Xponential Fitness. Notching its eighth consecutive quarter of growth, Xponential
posted sales and membership gains in Q2.
Thanks to a series of acquisitions, product initiatives, and signed franchise agreements, the boutique studio franchisor was able to weather the pandemic, accelerating once restrictions were lifted.
More specifically, the company’s all-access
XPASS,
digital offering, and growing B2B efforts lifted the brand. International expansion, including studios in the Australia and New Zealand, will help it reach 500+ new locations this year.
Outlook: According to
CEO Anthony Geisler, the economy won’t slow Xpo down. Instead, Geisler said most members have household incomes north of $130K and “do not view fitness as discretionary spend.”
Missing the Mark
As gyms rebound, the recovery isn’t evenly distributed.
SoulCycle. The indoor cycling chain is closing 19 studios (~25% of its footprint) and laying off 75 employees.
According to
CEO Evelyn Webster, customer behavior is shifting and riders haven't returned en mass. As a result, some markets—like NYC—were oversaturated, leading to closures.
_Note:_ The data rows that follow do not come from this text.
//! Configuration management for scangate
//!
//! Provides loading, saving, and validation of frame-analysis parameters,
//! segmentation parameters, and the per-stage gate thresholds.

use crate::errors::{Result, ScanGateError};
use crate::gates::thresholds::QualityThresholds;
use crate::gates::{AssetGate, CaptureGate, PreprocessGate, ReconGate};
use crate::preprocess::{DepthConditioner, Preprocessor};
use crate::quality::FrameQualityAnalyzer;
use crate::report::{GateAggregator, PipelineMetrics, StageRegistry};
use serde::{Deserialize, Serialize};
use std::fs;
use std::path::{Path, PathBuf};

/// Root configuration structure
#[derive(Debug, Clone, Default, PartialEq, Serialize, Deserialize)]
#[serde(default)]
pub struct ScanGateConfig {
    pub analysis: AnalysisConfig,
    pub segmentation: SegmentationConfig,
    pub thresholds: QualityThresholds,
}

/// Per-frame quality analysis parameters
#[derive(Debug, Clone, PartialEq, Serialize, Deserialize)]
#[serde(default)]
pub struct AnalysisConfig {
    /// Laplacian variance mapped to blur score 0.0
    pub blur_laplacian_low: f64,
    /// Laplacian variance mapped to blur score 1.0
    pub blur_laplacian_high: f64,
    /// Lower bound (exclusive) of the object depth range in mm
    pub occupancy_min_mm: u16,
    /// Upper bound (exclusive) of the object depth range in mm
    pub occupancy_max_mm: u16,
    /// Minimum depth valid ratio for a frame to become a keyframe
    pub keyframe_min_depth_valid_ratio: f64,
    /// Minimum blur score for a frame to become a keyframe
    pub keyframe_min_blur_score: f64,
    /// Number of azimuth bins used for coverage estimation
    pub coverage_azimuth_bins: u32,
}

impl Default for AnalysisConfig {
    fn default() -> Self {
        Self {
            blur_laplacian_low: 100.0,
            blur_laplacian_high: 500.0,
            occupancy_min_mm: 200,
            occupancy_max_mm: 1000,
            keyframe_min_depth_valid_ratio: 0.6,
            keyframe_min_blur_score: 0.5,
            coverage_azimuth_bins: 12,
        }
    }
}

/// Depth conditioning and foreground segmentation parameters
#[derive(Debug, Clone, PartialEq, Serialize, Deserialize)]
#[serde(default)]
pub struct SegmentationConfig {
    /// Foreground lower bound (exclusive) in mm
    pub depth_min_mm: u16,
    /// Foreground upper bound (exclusive) in mm
    pub depth_max_mm: u16,
    /// Fraction of image rows, counted from the bottom, searched for floor points
    pub floor_region_ratio: f64,
    /// RANSAC sample count
    pub ransac_iterations: u32,
    /// Point-to-plane distance (mm) under which a point is a floor inlier
    pub ransac_inlier_threshold: f64,
    /// Fixed RANSAC seed; `None` draws from the thread RNG
    pub ransac_seed: Option<u64>,
    /// Masked frames below this area ratio are invalid
    pub valid_mask_area_min: f64,
    /// Masked frames above this area ratio are invalid
    pub valid_mask_area_max: f64,
}

impl Default for SegmentationConfig {
    fn default() -> Self {
        Self {
            depth_min_mm: 200,
            depth_max_mm: 1000,
            floor_region_ratio: 0.3,
            ransac_iterations: 100,
            ransac_inlier_threshold: 10.0,
            ransac_seed: None,
            valid_mask_area_min: 0.05,
            valid_mask_area_max: 0.8,
        }
    }
}

impl ScanGateConfig {
    /// Load configuration from TOML file
    pub fn load_from_file<P: AsRef<Path>>(path: P) -> Result<Self> {
        let path = path.as_ref();

        if !path.exists() {
            log::info!("Config file not found at {:?}, using defaults", path);
            return Ok(Self::default());
        }

        let contents = fs::read_to_string(path)?;
        let config: ScanGateConfig = toml::from_str(&contents).map_err(|e| {
            ScanGateError::Config(format!("Failed to parse config file: {}", e))
        })?;
        config.validate()?;

        log::info!("Loaded configuration from {:?}", path);
        Ok(config)
    }

    /// Save configuration to TOML file
    pub fn save_to_file<P: AsRef<Path>>(&self, path: P) -> Result<()> {
        let path = path.as_ref();

        if let Some(parent) = path.parent() {
            fs::create_dir_all(parent)?;
        }

        let toml_string = toml::to_string_pretty(self).map_err(|e| {
            ScanGateError::Config(format!("Failed to serialize config: {}", e))
        })?;
        fs::write(path, toml_string)?;

        log::info!("Saved configuration to {:?}", path);
        Ok(())
    }

    /// Get default config file path
    pub fn default_path() -> PathBuf {
        PathBuf::from("scangate.toml")
    }

    /// Load from default location or fall back to defaults
    pub fn load_or_default() -> Self {
        Self::load_from_file(Self::default_path()).unwrap_or_else(|e| {
            log::warn!("Failed to load config, using defaults: {}", e);
            Self::default()
        })
    }

    /// Validate configuration values
    pub fn validate(&self) -> Result<()> {
        let invalid = |msg: &str| Err(ScanGateError::Config(msg.to_string()));

        let a = &self.analysis;
        if a.blur_laplacian_high <= a.blur_laplacian_low {
            return invalid("blur_laplacian_high must exceed blur_laplacian_low");
        }
        if a.occupancy_max_mm <= a.occupancy_min_mm {
            return invalid("occupancy_max_mm must exceed occupancy_min_mm");
        }
        if !(0.0..=1.0).contains(&a.keyframe_min_depth_valid_ratio)
            || !(0.0..=1.0).contains(&a.keyframe_min_blur_score)
        {
            return invalid("keyframe floors must be between 0.0 and 1.0");
        }
        if a.coverage_azimuth_bins == 0 {
            return invalid("coverage_azimuth_bins must be at least 1");
        }

        let s = &self.segmentation;
        if s.depth_max_mm <= s.depth_min_mm {
            return invalid("depth_max_mm must exceed depth_min_mm");
        }
        if !(0.0..=1.0).contains(&s.floor_region_ratio) {
            return invalid("floor_region_ratio must be between 0.0 and 1.0");
        }
        if s.ransac_iterations == 0 {
            return invalid("ransac_iterations must be at least 1");
        }
        if s.ransac_inlier_threshold <= 0.0 {
            return invalid("ransac_inlier_threshold must be positive");
        }
        if !(0.0..=1.0).contains(&s.valid_mask_area_min)
            || !(0.0..=1.0).contains(&s.valid_mask_area_max)
            || s.valid_mask_area_min > s.valid_mask_area_max
        {
            return invalid("valid mask area range must be an ordered range within 0.0-1.0");
        }

        self.thresholds.validate().map_err(ScanGateError::Config)
    }
}

impl From<&ScanGateConfig> for FrameQualityAnalyzer {
    fn from(config: &ScanGateConfig) -> Self {
        FrameQualityAnalyzer::new(config.analysis.clone())
    }
}

impl From<&ScanGateConfig> for Preprocessor {
    fn from(config: &ScanGateConfig) -> Self {
        Preprocessor::new(DepthConditioner::default(), config.segmentation.clone())
    }
}

impl From<&ScanGateConfig> for CaptureGate {
    fn from(config: &ScanGateConfig) -> Self {
        CaptureGate::new(config.thresholds.capture.clone())
    }
}

impl From<&ScanGateConfig> for PreprocessGate {
    fn from(config: &ScanGateConfig) -> Self {
        PreprocessGate::new(config.thresholds.preprocess.clone())
    }
}

impl From<&ScanGateConfig> for ReconGate {
    fn from(config: &ScanGateConfig) -> Self {
        ReconGate::new(config.thresholds.reconstruct.clone())
    }
}

impl From<&ScanGateConfig> for AssetGate {
    fn from(config: &ScanGateConfig) -> Self {
        AssetGate::new(config.thresholds.asset.clone())
    }
}

impl From<&ScanGateConfig> for GateAggregator<PipelineMetrics> {
    fn from(config: &ScanGateConfig) -> Self {
        GateAggregator::new(StageRegistry::default(), config.thresholds.clone())
    }
}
After pulling its IPO bid in 2018, the Equinox-owned company debuted its own
smart bike the next year. Missing the home workout boom, Webster told Fitt Insider the company doesn’t comment on bike sales.
Outlook: While its parent company pursues an on-again, off-again
public offering, SoulCycle is
drifting further from its mid-2000s heyday.
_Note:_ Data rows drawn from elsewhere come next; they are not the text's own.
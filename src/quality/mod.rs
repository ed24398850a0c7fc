//! Capture quality assessment
//!
//! Per-frame metrics (sharpness, depth validity, object occupancy) and the
//! session-level summary that feeds the capture gate.

pub mod frame;
pub mod session;

pub use frame::{DepthStatistics, FrameQuality, FrameQualityAnalyzer};
pub use session::{estimate_coverage, CaptureSummary};
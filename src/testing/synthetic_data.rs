//! Synthetic RGBD data
//!
//! Deterministic frames for offline tests and benchmarks: a textured RGB
//! image and a tabletop depth scene with a box held above a flat floor,
//! generated with the same pinhole model the segmenter back-projects with.

use crate::types::{CameraIntrinsics, DepthImage, RawFrame, RgbFrame};
use rand::prelude::*;

/// Geometry of the synthetic tabletop scene
pub struct FloorScene;

impl FloorScene {
    /// Height of the camera above the floor (mm, camera Y axis points down)
    pub const CAMERA_HEIGHT_MM: f64 = 200.0;
    /// Depth of the front face of the box
    pub const OBJECT_DEPTH_MM: u16 = 450;
    /// Depth written where the floor is not visible
    pub const BACKGROUND_DEPTH_MM: u16 = 2000;

    /// Pixel bounds `(x0, x1, y0, y1)` of the box, half-open
    pub fn object_bounds(width: u32, height: u32) -> (u32, u32, u32, u32) {
        (width * 3 / 8, width * 5 / 8, height * 5 / 16, height * 5 / 8)
    }

    /// Depth of the floor seen at image row `v`, if the floor is visible there
    pub fn floor_depth(width: u32, height: u32, v: u32) -> Option<u16> {
        let focal = width.max(height) as f64;
        let cy = height as f64 / 2.0;
        let below_center = v as f64 - cy;
        if below_center <= 0.0 {
            return None;
        }
        let z = Self::CAMERA_HEIGHT_MM * focal / below_center;
        Some(z.round().min(u16::MAX as f64) as u16)
    }
}

/// Black and white checkerboard with square cells of `cell` pixels
pub fn checkerboard_rgb(width: u32, height: u32, cell: u32) -> RgbFrame {
    let cell = cell.max(1);
    RgbFrame::from_fn(width, height, |x, y| {
        let value = if ((x / cell) + (y / cell)) % 2 == 0 { 255 } else { 0 };
        [value; 3]
    })
}

/// Mid-gray image with uniform per-pixel noise of +/- `amplitude`
pub fn noisy_rgb(width: u32, height: u32, amplitude: u8, seed: u64) -> RgbFrame {
    let mut rng = StdRng::seed_from_u64(seed);
    let amplitude = amplitude as i16;
    RgbFrame::from_fn(width, height, |_, _| {
        let offset = rng.gen_range(-amplitude..=amplitude);
        [(128 + offset).clamp(0, 255) as u8; 3]
    })
}

/// Tabletop depth: a box in front of a flat floor, far background elsewhere
pub fn floor_scene_depth(width: u32, height: u32) -> DepthImage {
    let (x0, x1, y0, y1) = FloorScene::object_bounds(width, height);
    DepthImage::from_fn(width, height, |x, y| {
        if (x0..x1).contains(&x) && (y0..y1).contains(&y) {
            FloorScene::OBJECT_DEPTH_MM
        } else {
            FloorScene::floor_depth(width, height, y).unwrap_or(FloorScene::BACKGROUND_DEPTH_MM)
        }
    })
}

/// Copy of `depth` with a fraction of pixels zeroed at random
pub fn with_dropouts(depth: &DepthImage, fraction: f64, seed: u64) -> DepthImage {
    let mut rng = StdRng::seed_from_u64(seed);
    let mut out = depth.clone();
    for y in 0..depth.height() {
        for x in 0..depth.width() {
            if rng.gen_bool(fraction.clamp(0.0, 1.0)) {
                out.set(x, y, 0);
            }
        }
    }
    out
}

/// Sharp, fully valid frame of the tabletop scene
pub fn tabletop_frame(width: u32, height: u32) -> RawFrame {
    RawFrame::new(
        checkerboard_rgb(width, height, 4),
        floor_scene_depth(width, height),
        CameraIntrinsics::approximate(width, height),
    )
}
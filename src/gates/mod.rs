//! Stage quality gates
//!
//! Each gate maps a stage's metrics snapshot to a PASS/WARN/FAIL verdict
//! with ordered reasons and remediation suggestions. Gates hold only their
//! read-only thresholds, so one gate can evaluate any number of snapshots.

pub mod asset;
pub mod capture;
pub mod preprocess;
pub mod reconstruct;
pub mod thresholds;

pub use asset::AssetGate;
pub use capture::CaptureGate;
pub use preprocess::PreprocessGate;
pub use reconstruct::ReconGate;
pub use thresholds::{
    AssetThresholds, CaptureThresholds, PreprocessThresholds, QualityThresholds, ReconThresholds,
};

use crate::assert_invariant;
use crate::errors::Result;
use crate::invariants::STATUS_NEVER_DOWNGRADES;
use serde::{Deserialize, Serialize};
use std::fmt;

/// Gate verdict, ordered by severity: `Pass < Warn < Fail`
#[derive(Debug, Clone, Copy, PartialEq, Eq, PartialOrd, Ord, Hash, Serialize, Deserialize)]
#[serde(rename_all = "lowercase")]
pub enum GateStatus {
    Pass,
    Warn,
    Fail,
}

impl GateStatus {
    pub fn as_str(&self) -> &'static str {
        match self {
            GateStatus::Pass => "pass",
            GateStatus::Warn => "warn",
            GateStatus::Fail => "fail",
        }
    }
}

impl fmt::Display for GateStatus {
    fn fmt(&self, f: &mut fmt::Formatter<'_>) -> fmt::Result {
        f.write_str(self.as_str())
    }
}

/// Outcome of one gate evaluation
#[derive(Debug, Clone, PartialEq, Eq, Serialize, Deserialize)]
pub struct GateResult {
    status: GateStatus,
    reasons: Vec<String>,
    suggestions: Vec<String>,
}

impl GateResult {
    pub fn status(&self) -> GateStatus {
        self.status
    }

    pub fn reasons(&self) -> &[String] {
        &self.reasons
    }

    pub fn suggestions(&self) -> &[String] {
        &self.suggestions
    }

    pub fn is_pass(&self) -> bool {
        self.status == GateStatus::Pass
    }
}

/// Escalating accumulator for the checks of a single evaluation.
///
/// The status only ever moves towards `Fail`; every raised check appends
/// its reason and suggestion in call order.
#[derive(Debug)]
pub struct Verdict {
    status: GateStatus,
    reasons: Vec<String>,
    suggestions: Vec<String>,
}

impl Default for Verdict {
    fn default() -> Self {
        Self::new()
    }
}

impl Verdict {
    pub fn new() -> Self {
        Self {
            status: GateStatus::Pass,
            reasons: Vec::new(),
            suggestions: Vec::new(),
        }
    }

    pub fn status(&self) -> GateStatus {
        self.status
    }

    pub fn raise(
        &mut self,
        status: GateStatus,
        reason: impl Into<String>,
        suggestion: impl Into<String>,
    ) {
        let before = self.status;
        self.status = self.status.max(status);
        assert_invariant!(self.status >= before, STATUS_NEVER_DOWNGRADES, "gate escalation");

        self.reasons.push(reason.into());
        self.suggestions.push(suggestion.into());
    }

    pub fn finish(self, gate: &str) -> GateResult {
        match self.status {
            GateStatus::Pass => log::info!("{} gate: pass", gate),
            status => log::warn!("{} gate: {} ({})", gate, status, self.reasons.join(", ")),
        }

        GateResult {
            status: self.status,
            reasons: self.reasons,
            suggestions: self.suggestions,
        }
    }
}

/// Serializable snapshot of one evaluation
#[derive(Debug, Clone, PartialEq, Serialize, Deserialize)]
pub struct GateReport {
    pub gate: String,
    pub status: GateStatus,
    pub metrics: serde_json::Value,
    pub thresholds: serde_json::Value,
    pub reasons: Vec<String>,
    pub suggestions: Vec<String>,
}

/// Common contract of the stage gates
pub trait QualityGate {
    type Metrics: Serialize;

    fn name(&self) -> &'static str;

    /// Evaluate a metrics snapshot. Pure: identical metrics always yield an
    /// identical result.
    fn evaluate(&self, metrics: &Self::Metrics) -> GateResult;

    /// Threshold values as echoed in reports
    fn thresholds(&self) -> serde_json::Value;

    fn get_report(&self, metrics: &Self::Metrics) -> Result<GateReport> {
        let result = self.evaluate(metrics);
        Ok(GateReport {
            gate: self.name().to_string(),
            status: result.status,
            metrics: serde_json::to_value(metrics)?,
            thresholds: self.thresholds(),
            reasons: result.reasons,
            suggestions: result.suggestions,
        })
    }
}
F45 Training. Last month, the HIIT studio franchisor
cut 45% of its corporate staff and saw CEO Adam Gilchrist depart.
Made official, the company
slashed 2022 projections for new studio openings, revenue, and EBITDA. It’s also pressing pause on expansion and shelving nascent concepts like FS8. Plus, funding for franchise development has been pulled.
Outlook: Interim CEO Ben Coates said demand for F45 remains strong, but its stated goal of 20K+ worldwide studios feels out of reach for now.
Peloton. After changing CEOs, cutting nearly 3,600 jobs, outsourcing manufacturing, closing storefronts, and raising the price of its Bike+ and Tread, Peloton’s restructuring isn’t done yet.
Now, the company is
retooling its bikes for at-home assembly and could stream its content to rival equipment brands.
Outlook: Shifting its focus from premium hardware to
scalable content/software, Peloton is distancing itself from the playbook it helped write. Which begs the question: Where does
connected fitness go from here?
Elsewhere. Following lackluster earnings,
Beachbody and
Nautilus are searching for a sustainable path forward. Similarly, in the wake of layoffs, Tonal, Hydrow, iFIT, and others are retooling. Meanwhile, Italy’s
Technogym is staying the course, bolstered by its premium brand and multi-channel model.
Punchline: Hopping off the reopening roller coaster and into volatile economic waters, the fitness industry is still grappling with pandemic-era fallout.